Recent Crypto Market Rally and Associated Tax Breaks
The latest crypto market rally may have been a boon to digital currency investors, but those still struggling with losses from the past year may be able to score a tax break on their 2022 returns. In 2022, the global crypto market faced a series of bankruptcies, liquidity issues, and the collapse of FTX, one of the largest crypto exchanges, resulting in a total loss of nearly $1.4 trillion.
Tax-Loss Harvesting
The silver lining of plummeting assets is the chance to take advantage of tax-loss harvesting. This is when losses offset gains in a portfolio. By subtracting the sales price from the original purchase price (i.e. the “basis”), investors can claim the loss on their returns by filing Schedule D and Form 8949. These losses can be used to reduce any other portfolio profits up to $3,000, and any other losses above this amount can be used in future years.
Other Tax Concerns
When it comes to crypto taxes, investors may have some lingering questions regarding lost deposits and income from rewards or interest. Generally speaking, investors may be able to claim a capital loss for any complete losses (i.e. if you wind up only receiving 10% of the equivalent value, this 10% becomes regular income).
IRS Regulations
In 2021, the US Congress passed an infrastructure bill requiring digital currency “brokers” to send Form 1099-B, which details an asset’s profits or losses, annually.

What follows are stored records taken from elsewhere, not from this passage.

fn workload_endpoint(legacy: &LegacyResource) -> Result<Mapping> {
    let node = require_node(legacy)?;
    let parts: Vec<&str> = legacy.name.split('/').collect();
    let [orchestrator, workload, endpoint] = parts[..] else {
        return Err(ConversionError::Malformed {
            message: format!("unexpected workload endpoint key {}", legacy.key),
        });
    };

    if orchestrator == "k8s" {
        return Ok(Mapping::Skip(
            "Kubernetes workload endpoints are recreated by the Calico CNI plugin".to_string(),
        ));
    }

    let f = Fields::root(&legacy.fields)?;
    let name = require_name("name", &format!("{}-{}-{}-{}", node, orchestrator, workload, endpoint))?;
    let interface = f.str_req("name")?;

    let mut networks = Vec::new();
    for key in ["ipv4_nets", "ipv6_nets"] {
        for (idx, net) in f.str_list(key)?.iter().enumerate() {
            networks.push(parse_cidr(&format!("{}[{}]", key, idx), net, true)?);
        }
    }

    let mut spec = Map::new();
    spec.insert("node".to_string(), json!(node));
    spec.insert("orchestrator".to_string(), json!(orchestrator));
    spec.insert("workload".to_string(), json!(workload));
    spec.insert("endpoint".to_string(), json!(endpoint));
    spec.insert("interfaceName".to_string(), json!(interface));
    if let Some(mac) = f.str_opt("mac")?.filter(|m| !m.is_empty()) {
        if !is_valid_mac(mac) {
            return Err(ConversionError::invalid("mac", mac, "not a valid MAC address"));
        }
        spec.insert("mac".to_string(), json!(mac.to_ascii_lowercase()));
    }
    spec.insert("ipNetworks".to_string(), json!(networks));
    spec.insert("profiles".to_string(), json!(f.str_list("profile_ids")?));

    let resource = ModernResource::new(ModernKind::WorkloadEndpoint, name, Value::Object(spec))
        .in_namespace(DEFAULT_NAMESPACE)
        .with_labels(f.string_map("labels")?);
    Ok(Mapping::Resource(resource))
}

fn is_valid_mac(mac: &str) -> bool {
    let octets: Vec<&str> = mac.split(':').collect();
    octets.len() == 6
        && octets
            .iter()
            .all(|o| o.len() == 2 && o.chars().all(|c| c.is_ascii_hexdigit()))
}

// =============================================================================
// BGP and nodes
// =============================================================================

fn bgp_peer(legacy: &LegacyResource) -> Result<ModernResource> {
    let f = Fields::root(&legacy.fields)?;
    let ip = parse_ip(&f.path("ip"), f.str_req("ip")?)?;
    let as_number = match f.raw("as_num") {
        Some(value) => parse_as_number("as_num", value)?,
        None => return Err(ConversionError::missing("as_num")),
    };

    let ip_name = address_name(&ip.to_string());
    let mut spec = Map::new();
    let raw_name = match legacy.node.as_deref() {
        Some(node) => {
            spec.insert("node".to_string(), json!(node));
            format!("{}-{}", node, ip_name)
        }
        None => format!("global-{}", ip_name),
    };
    spec.insert("peerIP".to_string(), json!(ip.to_string()));
    spec.insert("asNumber".to_string(), json!(as_number));

    let name = require_name("ip", &raw_name)?;
    Ok(ModernResource::new(ModernKind::BgpPeer, name, Value::Object(spec)))
}

fn node(legacy: &LegacyResource) -> Result<ModernResource> {
    let f = Fields::root(&legacy.fields)?;
    let name = require_name("name", &legacy.name)?;

    let mut bgp = Map::new();
    if let Some(v4) = f.str_opt("ip_addr_v4")?.filter(|s| !s.is_empty()) {
        bgp.insert("ipv4Address".to_string(), json!(parse_cidr("ip_addr_v4", v4, true)?));
    }
    if let Some(v6) = f.str_opt("ip_addr_v6")?.filter(|s| !s.is_empty()) {
        bgp.insert("ipv6Address".to_string(), json!(parse_cidr("ip_addr_v6", v6, true)?));
    }
    if bgp.is_empty() {
        return Err(ConversionError::missing("ip_addr_v4"));
    }
    if let Some(value) = f.raw("as_num").filter(|v| v.as_str() != Some("")) {
        bgp.insert("asNumber".to_string(), json!(parse_as_number("as_num", value)?));
    }

    Ok(ModernResource::new(ModernKind::Node, name, json!({ "bgp": bgp })))
}

fn bgp_config(legacy: &LegacyResource) -> Result<ModernResource> {
    let f = Fields::root(&legacy.fields)?;
    let mut spec = Map::new();

    if let Some(value) = f.raw("as_num") {
        spec.insert("asNumber".to_string(), json!(parse_as_number("as_num", value)?));
    }

    if let Some(raw) = f.str_opt("node_mesh")? {
        let enabled = serde_json::from_str::<Value>(raw)
            .ok()
            .and_then(|mesh| mesh.get("enabled").and_then(Value::as_bool))
            .ok_or_else(|| ConversionError::invalid("node_mesh", raw, "expected {\"enabled\": true|false}"))?;
        spec.insert("nodeToNodeMeshEnabled".to_string(), json!(enabled));
    }

    if let Some(level) = f.str_opt("loglevel")? {
        if let Some(severity) = log_severity("loglevel", level)? {
            spec.insert("logSeverityScreen".to_string(), json!(severity));
        }
    }

    Ok(ModernResource::new(ModernKind::BgpConfiguration, "default", Value::Object(spec)))
}

// =============================================================================
// Felix configuration
// =============================================================================

#[derive(Debug, Clone, Copy)]
enum FelixValue {
    Text,
    Bool,
    Int,
    Port,
    Seconds,
    Severity,
    Action,
}

/// v1 config key, v3 FelixConfiguration field, value type
const FELIX_FIELDS: &[(&str, &str, FelixValue)] = &[
    ("LogSeverityScreen", "logSeverityScreen", FelixValue::Severity),
    ("LogSeverityFile", "logSeverityFile", FelixValue::Severity),
    ("LogSeveritySys", "logSeveritySys", FelixValue::Severity),
    ("LogFilePath", "logFilePath", FelixValue::Text),
    ("InterfacePrefix", "interfacePrefix", FelixValue::Text),
    ("IpInIpEnabled", "ipipEnabled", FelixValue::Bool),
    ("IpInIpMtu", "ipipMTU", FelixValue::Int),
    ("ReportingIntervalSecs", "reportingInterval", FelixValue::Seconds),
    ("ReportingTTLSecs", "reportingTTL", FelixValue::Seconds),
    ("IptablesRefreshInterval", "iptablesRefreshInterval", FelixValue::Seconds),
    ("MetadataAddr", "metadataAddr", FelixValue::Text),
    ("MetadataPort", "metadataPort", FelixValue::Port),
    ("DefaultEndpointToHostAction", "defaultEndpointToHostAction", FelixValue::Action),
    ("PrometheusMetricsEnabled", "prometheusMetricsEnabled", FelixValue::Bool),
    ("PrometheusMetricsPort", "prometheusMetricsPort", FelixValue::Port),
];

fn felix_config(legacy: &LegacyResource) -> Result<ModernResource> {
    let f = Fields::root(&legacy.fields)?;
    let mut spec = Map::new();

    if let Value::Object(entries) = &legacy.fields {
        for key in entries.keys() {
            if !FELIX_FIELDS.iter().any(|(v1, _, _)| *v1 == key.as_str()) {
                tracing::debug!("Dropping Felix config key with no v3 mapping: {}", key);
            }
        }
    }

    for (v1_key, v3_key, kind) in FELIX_FIELDS {
        let Some(raw) = f.str_opt(v1_key)? else {
            continue;
        };
        if let Some(value) = felix_value(v1_key, raw, *kind)? {
            spec.insert((*v3_key).to_string(), value);
        }
    }

    Ok(ModernResource::new(ModernKind::FelixConfiguration, "default", Value::Object(spec)))
}

fn felix_value(field: &str, raw: &str, kind: FelixValue) -> Result<Option<Value>> {
    let raw = raw.trim();
    let value = match kind {
        FelixValue::Text => json!(raw),
        FelixValue::Bool => match raw.to_ascii_lowercase().as_str() {
            "true" => json!(true),
            "false" => json!(false),
            _ => return Err(ConversionError::invalid(field, raw, "expected true or false")),
        },
        FelixValue::Int => json!(raw
            .parse::<u64>()
            .map_err(|_| ConversionError::invalid(field, raw, "expected an integer"))?),
        FelixValue::Port => json!(raw
            .parse::<u16>()
            .map_err(|_| ConversionError::invalid(field, raw, "expected a port number"))?),
        FelixValue::Seconds => {
            let secs = raw
                .parse::<u64>()
                .map_err(|_| ConversionError::invalid(field, raw, "expected a number of seconds"))?;
            json!(format!("{}s", secs))
        }
        FelixValue::Severity => match log_severity(field, raw)? {
            Some(severity) => json!(severity),
            None => return Ok(None),
        },
        FelixValue::Action => match raw.to_ascii_uppercase().as_str() {
            "DROP" => json!("Drop"),
            "RETURN" => json!("Return"),
            "ACCEPT" => json!("Accept"),
            _ => return Err(ConversionError::invalid(field, raw, "must be DROP, RETURN or ACCEPT")),
        },
    };
    Ok(Some(value))
}

/// Map a v1 log level to a v3 severity; `none` disables the setting
fn log_severity(field: &str, raw: &str) -> Result<Option<&'static str>> {
    let severity = match raw.to_ascii_lowercase().as_str() {
        "none" => return Ok(None),
        "debug" => "Debug",
        "info" => "Info",
        "warning" | "warn" => "Warning",
        "error" => "Error",
        "fatal" | "critical" => "Fatal",
        _ => return Err(ConversionError::invalid(field, raw, "unknown log level")),
    };
    Ok(Some(severity))
}
//! Orchestrator tests against an in-memory datastore
//!
//! Every decision branch of a validate, migrate or abort run is pinned here
//! using a fake datastore that can fail any individual call.

use async_trait::async_trait;
use calico_upgrade::datastore::{Datastore, ModernIdentities};
use calico_upgrade::error::{AccessError, ConversionError, HttpError, Store, WriteError};
use calico_upgrade::report::{ConversionOutcome, FailureReason};
use calico_upgrade::resource::{LegacyKind, LegacyResource, ModernKind, ModernResource, ResourceId};
use calico_upgrade::{run_abort, run_migration, run_validation, MigrationResult, RunOptions};
use serde_json::{json, Value};
use std::collections::BTreeMap;
use std::sync::Mutex;

/// In-memory datastore with per-call failure injection
#[derive(Default)]
struct FakeDatastore {
    legacy: Vec<LegacyResource>,
    modern: Mutex<BTreeMap<ResourceId, ModernResource>>,
    paused: Mutex<bool>,
    calls: Mutex<Vec<String>>,
    fail_list_legacy: bool,
    fail_list_modern: bool,
    fail_pause: bool,
    fail_resume: bool,
    /// Fail the write with this zero-based index
    fail_write_at: Option<usize>,
    writes: Mutex<usize>,
}

impl FakeDatastore {
    fn with_legacy(legacy: Vec<LegacyResource>) -> Self {
        Self {
            legacy,
            ..Default::default()
        }
    }

    fn seed_modern(&self, resource: ModernResource) {
        self.modern.lock().unwrap().insert(resource.id(), resource);
    }

    fn log(&self, call: &str) {
        self.calls.lock().unwrap().push(call.to_string());
    }

    fn calls(&self) -> Vec<String> {
        self.calls.lock().unwrap().clone()
    }

    fn write_calls(&self) -> usize {
        self.calls().iter().filter(|c| c.starts_with("write")).count()
    }

    fn is_paused(&self) -> bool {
        *self.paused.lock().unwrap()
    }

    fn modern(&self) -> BTreeMap<ResourceId, ModernResource> {
        self.modern.lock().unwrap().clone()
    }
}

fn injected(store: Store) -> AccessError {
    AccessError::malformed(store, "injected failure")
}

Despite this, the IRS delayed this rule late in December of 2021. Some exchanges have complied, however, regardless of whether you receive the form, it is still pertinent to accurately report any crypto activity. Since 2019, the IRS has included a question regarding crypto on the front page of the tax return, and the agency has also pursued customer records by sending court orders to multiple exchanges.
2021 Tax Advice
CPA and tax attorney Andrew Gordon, president of Gordon Law Group, has advised clients to wait and see if further clarity on their losses is provided before filing. He recommends that filing an extension may be the most beneficial strategy if investors held significant holdings on any of the affected exchanges.
Overall, the IRS has five years of information on taxpayers and if income from crypto has not been reported, they may face targetting and penalties. To ensure that investors are not subjected to any fines or other inconveniences, it is essential that all crypto activity is accurately detailed and reported on tax returns.